Four defining trends for the future of regulation

Increasing complexity and higher volumes of data have entered the regulation conversation, compelling financial institutions to shift their compliance strategies.

The pace and complexity of regulation that’s built up since the global financial crisis has made it harder than ever for financial firms to manage compliance – from trade reporting mismatches to sprawling and increasingly outdated systems, financial institutions are assessing if there may be a better way to handle regulatory change.

deltaconX’s director of product management, Paul Rennison, walks through some of the key regulatory and compliance developments that the C-suite will need to be prepared for in the coming months.

1. Data standardisation goes global

The wave of financial regulation that came out in the wake of the global financial crisis, such as the Dodd-Frank Act in the US and the European Market Infrastructure Regulation (EMIR) in the EU, has created a mountain of reporting requirements that are expensive to comply with, says Rennison. One of the shortcomings with those rules is a lack of standardisation; trades could be reported by both counterparties in slightly different ways, resulting in significant amounts of reporting data that doesn’t match up, he explains.

As regulators seek to refresh those rules, the International Organization of Securities Commissions (IOSCO) and the Committee on Payments and Market Infrastructure (CPMI) are working together to create a common lexicon for trade reporting to establish greater data harmonisation across jurisdictions. This can improve accuracy but also reduce the expense of having to retain and manage complex data sets that vary depending on where the trade took place. “Standardising this makes it easier for an apple to equal an apple wherever you trade that apple,” says Rennison.

2. The growth of grey IT’

Organisations have fewer resources at their disposal after many people left the industry during the pandemic, while the pace of regulatory change remains relentless, says Rennison. “It’s never a single project within a firm; it’s a programme of work,” he says. “It’s like painting the Forth Bridge – you get to the end and look back, and you have to go and start again.”

This ongoing monitoring and managing of rule changes is expensive. Systems that were robust when post-financial-crisis regulations were first implemented are growing outdated. “It is hard to get continuing reinvestment, you get stuff bolted on to keep it going, so you get the growth of grey IT which becomes even more expensive to maintain as it starts to die,” says Rennison. Organisations need to start reassessing their approach to technology and how to manage compliance where change is constant, and costs continue to surge.
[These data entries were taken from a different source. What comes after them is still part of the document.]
use crate::signal::SignalHandler;
use std::time::{Duration, Instant};
use tokio::task::JoinHandle;
use tokio::time::timeout_at;
use tracing::{error, info, warn};

/// 关闭结果
#[derive(Debug, Clone, Default)]
pub struct ShutdownReport {
    /// 在宽限期内正常退出的任务
    pub completed: Vec<String>,
    /// 超过宽限期被强制中止的任务
    pub aborted: Vec<String>,
    /// 异常退出（panic）的任务
    pub failed: Vec<String>,
    pub elapsed: Duration,
}

impl ShutdownReport {
    pub fn is_clean(&self) -> bool {
        self.aborted.is_empty() && self.failed.is_empty()
    }
}

/// 关闭协调器：发出停止信号后按注册顺序等待各阶段任务退出，
/// 整体宽限期耗尽后中止剩余任务
pub struct ShutdownCoordinator {
    signal_handler: SignalHandler,
    tasks: Vec<(String, JoinHandle<()>)>,
    grace_period: Duration,
}

impl ShutdownCoordinator {
    pub fn new(signal_handler: SignalHandler, grace_period: Duration) -> Self {
        Self {
            signal_handler,
            tasks: Vec::new(),
            grace_period,
        }
    }

    /// 注册需要等待的任务
    pub fn register(&mut self, name: impl Into<String>, handle: JoinHandle<()>) {
        self.tasks.push((name.into(), handle));
    }

    pub fn task_count(&self) -> usize {
        self.tasks.len()
    }

    /// 获取信号处理器的引用
    pub fn signal_handler(&self) -> &SignalHandler {
        &self.signal_handler
    }

    /// 运行关闭流程
    pub async fn shutdown(self) -> ShutdownReport {
        if !self.signal_handler.is_shutting_down() {
            self.signal_handler.trigger_shutdown();
        }

        let start = Instant::now();
        let deadline = tokio::time::Instant::now() + self.grace_period;
        let mut report = ShutdownReport::default();

        info!(
            tasks = self.tasks.len(),
            grace_ms = self.grace_period.as_millis() as u64,
            "Waiting for pipeline tasks to finish"
        );

        for (name, mut handle) in self.tasks {
            match timeout_at(deadline, &mut handle).await {
                Ok(Ok(())) => {
                    info!(task = %name, "Task finished");
                    report.completed.push(name);
                }
                Ok(Err(e)) => {
                    error!(task = %name, error = %e, "Task terminated abnormally");
                    report.failed.push(name);
                }
                Err(_) => {
                    warn!(task = %name, "Task did not finish within grace period, aborting");
                    handle.abort();
                    report.aborted.push(name);
                }
            }
        }

        report.elapsed = start.elapsed();
        info!("Shutdown complete in {:?}", report.elapsed);

        report
    }
}
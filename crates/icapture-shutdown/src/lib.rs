pub mod coordinator;
pub mod signal;
pub mod token;

pub use coordinator::{ShutdownCoordinator, ShutdownReport};
pub use signal::{ShutdownError, ShutdownSignal, SignalHandler};
pub use token::StopToken;
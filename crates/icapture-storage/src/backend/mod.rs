use async_trait::async_trait;
use bytes::Bytes;
use thiserror::Error;

pub mod local;

pub use local::LocalBackend;

#[derive(Debug, Error)]
pub enum BackendError {
    #[error("I/O error on {path}: {source}")]
    Io {
        path: String,
        #[source]
        source: std::io::Error,
    },

    #[error("Invalid path: {0}")]
    InvalidPath(String),
}

impl BackendError {
    pub(crate) fn io(path: &str, source: std::io::Error) -> Self {
        BackendError::Io {
            path: path.to_string(),
            source,
        }
    }
}

pub type Result<T> = std::result::Result<T, BackendError>;

/// 存储后端抽象 trait
///
/// 路径均为相对后端根目录的 `/` 分隔路径
#[async_trait]
pub trait StorageBackend: Send + Sync {
    /// 写入文件（覆盖）
    async fn write(&self, path: &str, data: &[u8]) -> Result<()>;

    /// 追加写入
    async fn append(&self, path: &str, data: &[u8]) -> Result<()>;

    /// 读取文件
    async fn read(&self, path: &str) -> Result<Bytes>;

    /// 检查文件是否存在
    async fn exists(&self, path: &str) -> Result<bool>;

    /// 获取后端类型
    fn backend_type(&self) -> &str;
}
use crate::device::CameraDevice;
use crate::{CameraError, Result};
use async_trait::async_trait;
use bytes::Bytes;
use std::time::Duration;

/// 通过摄像头 HTTP 快照接口取帧
pub struct HttpSnapshotDevice {
    url: String,
    client: reqwest::Client,
}

impl HttpSnapshotDevice {
    pub fn new(url: String, timeout: Duration) -> Result<Self> {
        let client = reqwest::Client::builder().timeout(timeout).build()?;
        Ok(Self { url, client })
    }
}

#[async_trait]
impl CameraDevice for HttpSnapshotDevice {
    async fn open(&mut self) -> Result<()> {
        // 无连接状态，探测一次确认可达
        let resp = self.client.head(&self.url).send().await?;
        if resp.status().is_server_error() {
            return Err(CameraError::Open(format!(
                "{}: status {}",
                self.url,
                resp.status()
            )));
        }
        Ok(())
    }

    async fn grab(&mut self) -> Result<Bytes> {
        let resp = self.client.get(&self.url).send().await?;

        if !resp.status().is_success() {
            return Err(CameraError::Read(format!(
                "Snapshot HTTP error: {}",
                resp.status()
            )));
        }

        let bytes = resp.bytes().await?;
        if bytes.is_empty() {
            return Err(CameraError::Read("empty snapshot".to_string()));
        }
        Ok(bytes)
    }

    async fn close(&mut self) {}

    fn describe(&self) -> String {
        format!("http:{}", self.url)
    }

    fn self_paced(&self) -> bool {
        false
    }
}
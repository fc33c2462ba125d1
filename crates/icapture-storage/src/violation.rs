use crate::backend::{BackendError, StorageBackend};
use async_trait::async_trait;
use chrono::{DateTime, Utc};
use icapture_types::{
    format_violation_code, generate_violation_code, ImageKind, ImageRef, Uuid, ViolationId,
    ViolationRecord, VIOLATION_CODE_SUFFIXES,
};
use std::collections::HashMap;
use std::io::ErrorKind;
use std::sync::Arc;
use thiserror::Error;
use tokio::sync::Mutex;
use tracing::{debug, info, warn};

const VIOLATIONS_DIR: &str = "violations";
const RECORDS_FILE: &str = "violations/records.jsonl";
const RANDOM_CODE_ATTEMPTS: usize = 16;

/// 违章存储错误：瞬时错误可重试，永久错误不可重试
#[derive(Debug, Error)]
pub enum StorageError {
    #[error("transient storage failure: {0}")]
    Transient(String),

    #[error("permanent storage failure: {0}")]
    Permanent(String),
}

impl StorageError {
    pub fn is_transient(&self) -> bool {
        matches!(self, StorageError::Transient(_))
    }
}

impl From<BackendError> for StorageError {
    fn from(err: BackendError) -> Self {
        match &err {
            BackendError::InvalidPath(_) => StorageError::Permanent(err.to_string()),
            BackendError::Io { source, .. } => match source.kind() {
                ErrorKind::PermissionDenied
                | ErrorKind::InvalidInput
                | ErrorKind::InvalidData
                | ErrorKind::Unsupported => StorageError::Permanent(err.to_string()),
                _ => StorageError::Transient(err.to_string()),
            },
        }
    }
}

impl From<serde_json::Error> for StorageError {
    fn from(err: serde_json::Error) -> Self {
        StorageError::Permanent(format!("record serialization failed: {}", err))
    }
}

/// 违章持久化接口
///
/// 所有写操作都按候选的 `uid` 幂等：同一候选重复调用不会产生重复数据，
/// 以便持久化阶段在瞬时失败后整体重试。
#[async_trait]
pub trait ViolationStore: Send + Sync {
    /// 为候选分配唯一违章编号
    ///
    /// 编号未被占用时原样返回；已被其他违章占用时重新生成。
    /// 同一 `uid` 再次调用返回同一编号。
    async fn reserve_code(
        &self,
        uid: Uuid,
        code: &str,
        observed_at: DateTime<Utc>,
    ) -> Result<String, StorageError>;

    /// 保存证据图片，返回引用
    async fn save_image(
        &self,
        code: &str,
        data: &[u8],
        kind: ImageKind,
    ) -> Result<ImageRef, StorageError>;

    /// 保存违章记录，返回记录 ID
    async fn save_violation(&self, record: &ViolationRecord) -> Result<ViolationId, StorageError>;

    /// 自 `since` 起记录过违章的车牌及其最近一次时间
    async fn recent_plates(
        &self,
        since: DateTime<Utc>,
    ) -> Result<Vec<(String, DateTime<Utc>)>, StorageError>;
}

#[derive(Default)]
struct RecordIndex {
    next_id: u64,
    records: usize,
    by_uid: HashMap<Uuid, ViolationId>,
    /// 编号 -> 占用者，包括已保存和已预留的
    owners: HashMap<String, Uuid>,
    reserved: HashMap<Uuid, String>,
    last_by_plate: HashMap<String, DateTime<Utc>>,
}

impl RecordIndex {
    fn track(&mut self, record: &ViolationRecord, id: ViolationId) {
        self.next_id = self.next_id.max(id.0 + 1);
        self.records += 1;
        if !record.uid.is_nil() {
            self.by_uid.insert(record.uid, id);
            self.reserved.insert(record.uid, record.code.clone());
        }
        self.owners.insert(record.code.clone(), record.uid);

        if let Some(plate) = &record.plate_number {
            let last = self
                .last_by_plate
                .entry(plate.clone())
                .or_insert(record.observed_at);
            if record.observed_at > *last {
                *last = record.observed_at;
            }
        }
    }

    fn is_free(&self, code: &str) -> bool {
        !self.owners.contains_key(code)
    }

    fn claim(&mut self, uid: Uuid, code: String) -> String {
        self.owners.insert(code.clone(), uid);
        self.reserved.insert(uid, code.clone());
        code
    }

    /// 先随机重试，再顺序扫描当天全部后缀
    fn free_code(&self, observed_at: DateTime<Utc>) -> Option<String> {
        (0..RANDOM_CODE_ATTEMPTS)
            .map(|_| generate_violation_code(observed_at))
            .find(|code| self.is_free(code))
            .or_else(|| {
                VIOLATION_CODE_SUFFIXES
                    .map(|suffix| format_violation_code(observed_at, suffix))
                    .find(|code| self.is_free(code))
            })
    }
}

/// 基于 [`StorageBackend`] 的违章存储
///
/// 图片写入 `violations/<kind>s/<code>_<kind>.jpg`，
/// 记录以 JSON Lines 追加到 `violations/records.jsonl`。
pub struct LocalViolationStore {
    backend: Arc<dyn StorageBackend>,
    index: Mutex<RecordIndex>,
}

impl LocalViolationStore {
    /// 打开存储，从已有记录恢复 ID 序列、编号占用和车牌最近违章时间
    pub async fn open(backend: Arc<dyn StorageBackend>) -> Result<Self, StorageError> {
        let mut index = RecordIndex {
            next_id: 1,
            ..Default::default()
        };

        if backend.exists(RECORDS_FILE).await? {
            let data = backend.read(RECORDS_FILE).await?;
            let text = String::from_utf8_lossy(&data);
            for line in text.lines().filter(|l| !l.trim().is_empty()) {
                match serde_json::from_str::<ViolationRecord>(line) {
                    Ok(record) => {
                        if let Some(id) = record.id {
                            index.track(&record, id);
                        }
                    }
                    Err(e) => warn!(error = %e, "Skipping malformed violation record"),
                }
            }
        }

        info!(
            backend = backend.backend_type(),
            records = index.records,
            plates = index.last_by_plate.len(),
            next_id = index.next_id,
            "Violation store opened"
        );

        Ok(Self {
            backend,
            index: Mutex::new(index),
        })
    }

    pub fn image_path(code: &str, kind: ImageKind) -> String {
        format!("{}/{}s/{}_{}.jpg", VIOLATIONS_DIR, kind, code, kind)
    }

    pub fn records_path() -> &'static str {
        RECORDS_FILE
    }

    /// 已保存的记录数
    pub async fn record_count(&self) -> usize {
        self.index.lock().await.records
    }
}

#[async_trait]
impl ViolationStore for LocalViolationStore {
    async fn reserve_code(
        &self,
        uid: Uuid,
        code: &str,
        observed_at: DateTime<Utc>,
    ) -> Result<String, StorageError> {
        let mut index = self.index.lock().await;

        if let Some(reserved) = index.reserved.get(&uid) {
            return Ok(reserved.clone());
        }
        if index.is_free(code) {
            return Ok(index.claim(uid, code.to_string()));
        }

        let fresh = index.free_code(observed_at).ok_or_else(|| {
            StorageError::Permanent(format!(
                "no free violation code left for {}",
                observed_at.format("%Y-%m-%d")
            ))
        })?;
        info!(uid = %uid, taken = %code, code = %fresh, "Violation code already in use, reassigned");

        Ok(index.claim(uid, fresh))
    }

    async fn save_image(
        &self,
        code: &str,
        data: &[u8],
        kind: ImageKind,
    ) -> Result<ImageRef, StorageError> {
        if data.is_empty() {
            return Err(StorageError::Permanent(format!("empty {} image", kind)));
        }

        let path = Self::image_path(code, kind);
        self.backend.write(&path, data).await?;
        debug!(code = %code, kind = %kind, path = %path, "Evidence image stored");

        Ok(ImageRef(path))
    }

    async fn save_violation(&self, record: &ViolationRecord) -> Result<ViolationId, StorageError> {
        // 持锁完成分配 ID 与追加，保证 ID 单调且不重复
        let mut index = self.index.lock().await;

        if let Some(id) = index.by_uid.get(&record.uid) {
            debug!(code = %record.code, id = %id, "Violation already stored");
            return Ok(*id);
        }
        if let Some(owner) = index.owners.get(&record.code) {
            if *owner != record.uid {
                return Err(StorageError::Permanent(format!(
                    "violation code {} belongs to another violation",
                    record.code
                )));
            }
        }

        let id = ViolationId(index.next_id);
        let mut stored = record.clone();
        stored.id = Some(id);

        let mut line = serde_json::to_vec(&stored)?;
        line.push(b'\n');
        self.backend.append(RECORDS_FILE, &line).await?;

        index.track(&stored, id);

        Ok(id)
    }

    async fn recent_plates(
        &self,
        since: DateTime<Utc>,
    ) -> Result<Vec<(String, DateTime<Utc>)>, StorageError> {
        let index = self.index.lock().await;
        Ok(index
            .last_by_plate
            .iter()
            .filter(|(_, at)| **at >= since)
            .map(|(plate, at)| (plate.clone(), *at))
            .collect())
    }
}
// 流水线三个阶段，各自运行在独立任务中，通过有界队列衔接

pub mod capture;
pub mod detection;
pub mod persistence;

pub use capture::{run_capture_stage, CaptureStage};
pub use detection::{run_detection_stage, DetectionStage};
pub use persistence::{run_persistence_stage, PersistenceStage};
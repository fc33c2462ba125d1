//! 头盔检测与车牌识别
//!
//! 核心流水线只依赖 [`Detector`] / [`PlateReader`] 两个接口，
//! 具体后端在启动时通过 [`build_detector`] 一次性选定。

pub mod detector;
pub mod error;
pub mod ocr;
pub mod plate;

pub use detector::{build_detector, CloudDetector, Detector, LocalDetector};
pub use error::InferenceError;
pub use ocr::{HttpPlateReader, PlateReader};
pub use plate::{is_valid_plate, normalize_confidence, normalize_plate};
3. Outsourcing strategies for uncertain times

The cost of managing in-house compliance systems is prompting many organisations to consider outsourcing strategies, especially where the benefits of the cloud can be realised. In the past, data was retained in-house because it was deemed to be commercially sensitive information and too high risk to go beyond the organisation’s firewall, says Rennison. Over the past 10 years, that view has shifted as organisations recognise the potential savings – particularly as datasets get bigger and more costly to manage in-house, he says.

By moving to the cloud, systems can be lighter, more agile and more elastic, making it easier to scale in tandem with the growth in data volumes. “If I can get someone else to operate the services for me, then I can take that finite, scarce internal resource and reallocate it somewhere else,” Rennison says. “You’re taking away a lot of the water-carrying functions – the repeat operation processes – so your compliance team can do higher-value work with the data collected.”

4. Driving proactive compliance with AI

Regulators are already adopting AI to support their analysis of reporting data, helping them look for patterns or behavioural changes at both a market level and also at an individual entity level, says Rennison.

The end goal for using AI in this way is the hope that it can help regulators spot incidents like the collapse of Lehman Brothers or Silicon Valley Bank before they happen. “That can enable regulators to start providing warnings rather than just being reactive,” he says. AI is also giving regulators more confidence to analyse larger data sets, with financial institutions expected to supply even more detailed reporting information to support that deeper analysis. AI will also help compliance teams better analyse trading data to bolster efficiency and develop a complete understanding of their risk exposures.